RUHS is offering free meals to all students this school year


Student taking advantage of free lunch option. Photo by Rider Sulikowski

Newly limited choices of lunch and snack — chicken sandwiches, orange and teriyaki chicken, grilled cheese, mac ‘n’ cheese, turkey croissants, cheeseburgers, pizza, PB&J’s and Cocoa Puffs — have raised concerns that the universal free lunch program at RUHS has reduced the quality of food offered to students. 

First introduced last year when the pandemic sent students home and left many parents income-less, the universal free lunch bill was able to continue through the 2021-2022 school year due to an unexpected budget surplus at the California Department of Agriculture. Funding is not a problem for districts all across the state. 

“I mean it’s free food, but I definitely think that ever since they started the free food program, the food has gotten worse,” senior Michael Farah said. 

While he often is still hungry after buying, Farah notes that the quality is usually decent and has relied on school lunches since his freshman year. 

“Before, you had Italian, Mexican, Asian, hamburgers and salad. Now, there are only three options: nasty microwave pizza, teriyaki chicken with dried-up rice and the only decent thing is a chicken sandwich,” Farah said. “[At snack,] you can’t buy anything now. No more chips, not even a water bottle. But I think the portions stayed the same.” 

In response to these worries, Jillian Navarro, the director of RBUSD’s Child Nutrition Services, and Rita Johnson, the RUHS Child Nutrition on-site manager, would like to reassure students that the currently limited menu is only temporary. Food is on its way. 

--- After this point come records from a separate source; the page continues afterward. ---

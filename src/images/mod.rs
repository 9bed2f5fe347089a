pub mod handlers;
pub mod services;

use crate::state::AppState;
use axum::Router;

pub fn router() -> Router<AppState> {
    handlers::upload_routes()
}
//! Typed access to the records kept in the document store.

pub mod codec;
pub mod repo_types;

use std::sync::Arc;

use tracing::{error, instrument, warn};

use crate::store::{DocumentStore, Entity, Query, SortDirection, StoreError};
use codec::Record;
pub use repo_types::{Interest, Message, User, UserMarker};

#[derive(Clone)]
pub struct Datastore {
    store: Arc<dyn DocumentStore>,
}

impl Datastore {
    pub fn new(store: Arc<dyn DocumentStore>) -> Self {
        Self { store }
    }

    async fn put<R: Record>(&self, record: &R) -> Result<(), StoreError> {
        self.store.put(record.to_entity()).await?;
        Ok(())
    }

    /// Runs `query` and decodes every hit, dropping the ones that don't decode.
    async fn fetch<R: Record>(&self, query: Query) -> Result<Vec<R>, StoreError> {
        let entities = self.store.query(&query).await?;
        Ok(decode_all(entities))
    }

    #[instrument(skip(self, message), fields(id = %message.id))]
    pub async fn store_message(&self, message: &Message) -> Result<(), StoreError> {
        self.put(message).await
    }

    /// Messages sent to `recipient`, newest first.
    pub async fn get_messages(&self, recipient: &str) -> Result<Vec<Message>, StoreError> {
        self.fetch(
            Query::new(Message::KIND)
                .filter_eq("recipient", recipient)
                .sort_by("timestamp", SortDirection::Descending),
        )
        .await
    }

    /// Every message, newest first.
    pub async fn get_all_messages(&self) -> Result<Vec<Message>, StoreError> {
        self.fetch(Query::new(Message::KIND).sort_by("timestamp", SortDirection::Descending))
            .await
    }

    pub async fn store_interest(&self, interest: &Interest) -> Result<(), StoreError> {
        self.put(interest).await
    }

    pub async fn get_interests(&self, email: &str) -> Result<Vec<Interest>, StoreError> {
        self.fetch(Query::new(Interest::KIND).filter_eq("email", email))
            .await
    }

    pub async fn store_user(&self, user: &User) -> Result<(), StoreError> {
        self.put(user).await
    }

    /// Returns `None` when nobody is stored under `email`.
    ///
    /// Users are keyed by email, so more than one match means the store was
    /// written to outside this type and is reported as an error.
    pub async fn get_user(&self, email: &str) -> Result<Option<User>, StoreError> {
        let mut hits = self
            .store
            .query(&Query::new(User::KIND).filter_eq("email", email))
            .await?;

        if hits.len() > 1 {
            error!(%email, count = hits.len(), "duplicate user entities");
            return Err(StoreError::DuplicateKey {
                kind: User::KIND,
                key: email.to_string(),
            });
        }
        Ok(hits.pop().and_then(|e| decode_one(&e)))
    }

    pub async fn store_marker(&self, marker: &UserMarker) -> Result<(), StoreError> {
        self.put(marker).await
    }

    pub async fn get_markers(&self, user: &str) -> Result<Vec<UserMarker>, StoreError> {
        self.fetch(Query::new(UserMarker::KIND).filter_eq("user", user))
            .await
    }
}

fn decode_one<R: Record>(entity: &Entity) -> Option<R> {
    match R::from_entity(entity) {
        Ok(record) => Some(record),
        Err(e) => {
            warn!(
                kind = R::KIND,
                key = entity.name.as_deref().unwrap_or("<none>"),
                error = %e,
                "skipping unreadable record"
            );
            None
        }
    }
}

fn decode_all<R: Record>(entities: Vec<Entity>) -> Vec<R> {
    entities.iter().filter_map(decode_one::<R>).collect()
}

“We didn’t know how many students to anticipate,” Navarro said. “Since [the lunches] are free and we’ve never had that before, we tried to limit the selections to keep the lines going. Hopefully, the fewer the choices, the less time to decide.” 

One of the biggest complaints the district had previously received from students was about the long lunch lines that had kept kids hungry and idle. 

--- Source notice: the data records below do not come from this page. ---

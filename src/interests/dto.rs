use serde::Deserialize;

#[derive(Debug, Deserialize)]
pub struct UserQuery {
    pub user: Option<String>,
}

#[derive(Debug, Deserialize)]
pub struct InterestForm {
    #[serde(rename = "my-interest")]
    pub my_interest: Option<String>,
}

Another part of why so much about school lunches and snacks have changed for the new school year is actually due to COVID restrictions. In order to avoid “back and forth transactions,” the cafeteria cashiering method has been switched to a new cashless system where students simply swipe their student IDs instead of punching in their four-digit codes. 

“It makes the line go so much faster,” Johnson said. “Of course we have little kinks, but for the most part, they swipe and they’re gone.” 

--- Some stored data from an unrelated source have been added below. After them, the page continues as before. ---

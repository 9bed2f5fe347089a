use serde::Serialize;
use time::OffsetDateTime;
use uuid::Uuid;

/// A single message posted by a user to a recipient.
#[derive(Debug, Clone, PartialEq, Serialize)]
#[serde(rename_all = "camelCase")]
pub struct Message {
    pub id: Uuid,
    pub user: String,      // sender email
    pub text: String,
    pub timestamp: i64,    // milliseconds since the unix epoch
    pub recipient: String, // recipient email
    #[serde(skip_serializing_if = "Option::is_none")]
    pub image_url: Option<String>,
}

impl Message {
    /// New message with a random id, stamped with the current time.
    pub fn new(
        user: impl Into<String>,
        text: impl Into<String>,
        recipient: impl Into<String>,
        image_url: Option<String>,
    ) -> Self {
        let now = OffsetDateTime::now_utc();
        Self {
            id: Uuid::new_v4(),
            user: user.into(),
            text: text.into(),
            timestamp: (now.unix_timestamp_nanos() / 1_000_000) as i64,
            recipient: recipient.into(),
            image_url,
        }
    }
}

/// Profile data shown in a user's "about me" section.
#[derive(Debug, Clone, PartialEq, Eq, Serialize)]
#[serde(rename_all = "camelCase")]
pub struct User {
    pub email: String,
    pub about_me: String,
}

impl User {
    /// If either field is missing both are stored empty.
    pub fn new(email: Option<String>, about_me: Option<String>) -> Self {
        match (email, about_me) {
            (Some(email), Some(about_me)) => Self { email, about_me },
            _ => Self {
                email: String::new(),
                about_me: String::new(),
            },
        }
    }
}

#[derive(Debug, Clone, PartialEq, Eq, Serialize)]
pub struct Interest {
    pub email: String,
    pub info: String,
}

impl Interest {
    /// If either field is missing both are stored empty.
    pub fn new(email: Option<String>, info: Option<String>) -> Self {
        match (email, info) {
            (Some(email), Some(info)) => Self { email, info },
            _ => Self {
                email: String::new(),
                info: String::new(),
            },
        }
    }
}

/// A point a user dropped on the map.
#[derive(Debug, Clone, PartialEq, Serialize)]
pub struct UserMarker {
    pub lat: f64,
    pub lng: f64,
    pub content: String,
    pub user: String,
}

#[cfg(test)]
mod tests {
    use super::*;

    #[test]
    fn user_with_any_missing_field_is_fully_empty() {
        let cases = [
            (None, Some("about".to_string())),
            (Some("a@x.io".to_string()), None),
            (None, None),
        ];
        for (email, about) in cases {
            let user = User::new(email, about);
            assert_eq!(user.email, "");
            assert_eq!(user.about_me, "");
        }

        let user = User::new(Some("a@x.io".into()), Some("hi".into()));
        assert_eq!(user.email, "a@x.io");
        assert_eq!(user.about_me, "hi");
    }

    #[test]
    fn interest_with_any_missing_field_is_fully_empty() {
        let only_email = Interest::new(Some("a@x.io".into()), None);
        assert_eq!(only_email, Interest { email: String::new(), info: String::new() });

        let only_info = Interest::new(None, Some("hiking".into()));
        assert_eq!(only_info, Interest { email: String::new(), info: String::new() });

        let full = Interest::new(Some("a@x.io".into()), Some("hiking".into()));
        assert_eq!(full.info, "hiking");
    }

    #[test]
    fn new_messages_get_distinct_ids_and_a_current_timestamp() {
        let before = (OffsetDateTime::now_utc().unix_timestamp_nanos() / 1_000_000) as i64;
        let a = Message::new("s@x.io", "hello", "r@x.io", None);
        let b = Message::new("s@x.io", "hello", "r@x.io", None);
        assert_ne!(a.id, b.id);
        assert!(a.timestamp >= before);
        assert!(b.timestamp >= a.timestamp);
    }

    #[test]
    fn message_json_uses_camel_case_and_omits_missing_image() {
        let mut m = Message::new("s@x.io", "hello", "r@x.io", None);
        let json = serde_json::to_value(&m).unwrap();
        assert_eq!(json["user"], "s@x.io");
        assert_eq!(json["recipient"], "r@x.io");
        assert!(json.get("imageUrl").is_none());

        m.image_url = Some("https://cdn.local/images/1".into());
        let json = serde_json::to_value(&m).unwrap();
        assert_eq!(json["imageUrl"], "https://cdn.local/images/1");
    }
}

At the snack bars where cups of Cocoa Puffs greet students instead of the beloved cookies, the importance of a faster line surfaces again. As Navarro explains, shorter lines mean more space for students to avoid close contact with one another. Cookies have to be baked and handled by staff before being sold to students — packaged cereal is mostly contact-free. 

Limiting the ever-evolving menu also serves to keep things simple, a way to combat another side effect of COVID: a national staffing shortage. 

“You hear that restaurants are experiencing labor shortages. Well, so are we. We’ve tried to make the menu as easy as possible for the staff, and by making the menu items easier to prepare, they can get into the swing of things at least in the beginning,” Navarro said. 

Johnson and Navarro have observed that their staff can handle the demand of 800 students and counting at lunch, and Johnson has been slowly preparing to bring back high schooler favorites, like Domino’s pizza or nachos. 

“We’re definitely sticking to their favorites of what we remember they liked, and we’ll be bringing them back,” Johnson said.  

Regardless of the menu’s limitations, the quality and nutrition of the food are managed so that they stay the same by the US Department of Agriculture’s strict standards. After all, the priority is making sure students stay healthy and fed.  

“We’re just trying to serve as many students as we can, as fast as possible, so they still have time to eat, socialize and do what they need to do,” Navarro said.